Similarly, participants gave ample feedback on how the tools could be modified to better inform and improve knowledge about flood risk. Chief among their suggestions was creating better ways to explain currently used terminology, such as 100-year and 500-year floods, that is confusing to the general public. As highlighted in multiple workshop discussions, the use of the terms 100-year vs. 500-year flood might not be the most effective in communicating average and extreme flood risk. A participant asked, “On a five-hundred year flood, what's that rate? How many inches over what time period?” (6/24 28:00). After a researcher responded explaining the meaning, the participant then asked, “Is that 2016-ish?” (6/24 28:30). Participants expressed that it might be easier to include personally comprehensible alternatives such as inches of rain over a set amount of time. One participant suggested that people could be given “a slider which [goes up] 1 inch of rain, 2 inches of rain, and you could see it getting worse and worse.” (5/23 43:00) Another participant described how this could illustrate a connected watershed, stating, “You may need a phase thing too, showing people: if Youngsville [south of Lafayette] gets ten inches and everything starts backing up, maybe the next day your neighborhood [in Lafayette] is gonna flood” (5/23 44:00).
4.4. Enhancing relevance to and engagement of the community
Participants requested that community-specific information be included in the tools to further support their relevance to the community. For example, participants wanted the ability to plug in two locations and have the tool calculate a safe route, as well as offer alternatives. One participant suggested that, “From where you are [at] point A, pick where you could go to point B. And if you have a drivable route to point B.” (8/4 1:02:00). Another participant envisioned that the tools “could give you options of hospitals, like it could have a drop-down list, ‘These are your hospitals in your area,' and you choose your hospital.” (8/4 1:02:30). When viewing the map of flooded roadways, one participant argued that it should have different layers depicting commonly known major and minor roadways, “If this was put out to the public, sometimes this amount of data can be a little overwhelming. So, to have [major roadways] as the first layer, and then they can have the local roads as a second layer that they can turn on.” (5/24 1:19:30) Another participant suggested for the road network tool that, “It would be nice to be able to filter your arterial [streets]. Especially if you're trying to access emergency facilities […] Typically those roads have better capacity, they're going to have power lines cleaned up faster. So, from that aspect, those are the primary things you want to get open and functioning” (5/24 1:17:43).

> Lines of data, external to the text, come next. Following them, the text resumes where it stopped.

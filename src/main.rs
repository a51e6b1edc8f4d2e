fn main() {
    if let Err(err) = skipper_lib::run() {
        eprintln!("skipper: {err:#}");
        std::process::exit(1);
    }
}
use serde::Serialize;

use super::{state::FetchStatus, SessionId};
use crate::{
    models::{SkipInterval, VideoId},
    skip::{ControllerState, SkipAction},
};

/// Current state of the media element as the host sees it.
#[derive(Debug, Clone, Copy, Serialize, PartialEq)]
#[serde(rename_all = "camelCase")]
pub struct MediaInfo {
    pub position: f64,
    pub duration: Option<f64>,
}

#[derive(Debug, Clone, Copy, Serialize, PartialEq, Eq)]
#[serde(rename_all = "camelCase")]
pub enum NotificationLevel {
    Info,
    Success,
    Notice,
    Error,
}

/// Everything the UI needs to draw markers and controls for the current video.
#[derive(Debug, Clone, Serialize, PartialEq)]
#[serde(rename_all = "camelCase")]
pub struct SessionSnapshot {
    pub session_id: SessionId,
    pub video_id: VideoId,
    pub enabled: bool,
    pub controller: ControllerState,
    pub fetch: FetchStatus,
    pub intervals: Vec<SkipInterval>,
    pub overridden: Vec<SkipInterval>,
    pub last_applied_skip: Option<SkipInterval>,
    pub position: f64,
    pub duration: Option<f64>,
}

/// Outbound notifications to the UI surface.
#[derive(Debug, Clone, Serialize, PartialEq)]
#[serde(tag = "type", rename_all = "camelCase", rename_all_fields = "camelCase")]
pub enum UiEvent {
    StateChanged {
        snapshot: SessionSnapshot,
    },
    Skipped {
        video_id: VideoId,
        action: SkipAction,
    },
    /// Markers for this video must be removed.
    OverlayCleared {
        video_id: VideoId,
    },
    Notification {
        level: NotificationLevel,
        title: String,
        message: String,
    },
}

impl UiEvent {
    pub fn notification(
        level: NotificationLevel,
        title: impl Into<String>,
        message: impl Into<String>,
    ) -> Self {
        UiEvent::Notification {
            level,
            title: title.into(),
            message: message.into(),
        }
    }
}

/// The live playback surface: the media element plus whatever renders markers.
///
/// Calls are fire-and-forget; the controller never waits on the host.
pub trait PlaybackHost: Send + Sync {
    /// `None` while the media element is missing.
    fn media(&self) -> Option<MediaInfo>;

    fn set_position(&self, position: f64);

    fn emit(&self, event: UiEvent);
}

The benefit of having a simplified and complex tool option as raised earlier would also allow groups of interested individuals to delve into specifics of community issues and enhance the relevance of the tools. On the topic of using census block to aggregate data, one participant noted that census blocks were useful for reporting but not for the average individual. The participant stated, “From my standpoint, I think it's great for a reporting tool, [but] people don't know what census block they live in. They don't know what a census block is.” (5/23 36:45) Delving into this issue a bit more later in the workshop, the participant expressed that looking at census block data allows for the examination of impact on socio-economically disadvantaged groups and should be kept as an option in the tools for this reason. Explaining this, they said, “Or, just to consider your census blocks, exporting that and just looking at ‘Is it poor communities? Is it Black communities? Who bears the brunt of this really?”' (5/23 50:15) Keeping census blocks as a tool feature allows community members to examine these distinctions at scales that make sense for their community.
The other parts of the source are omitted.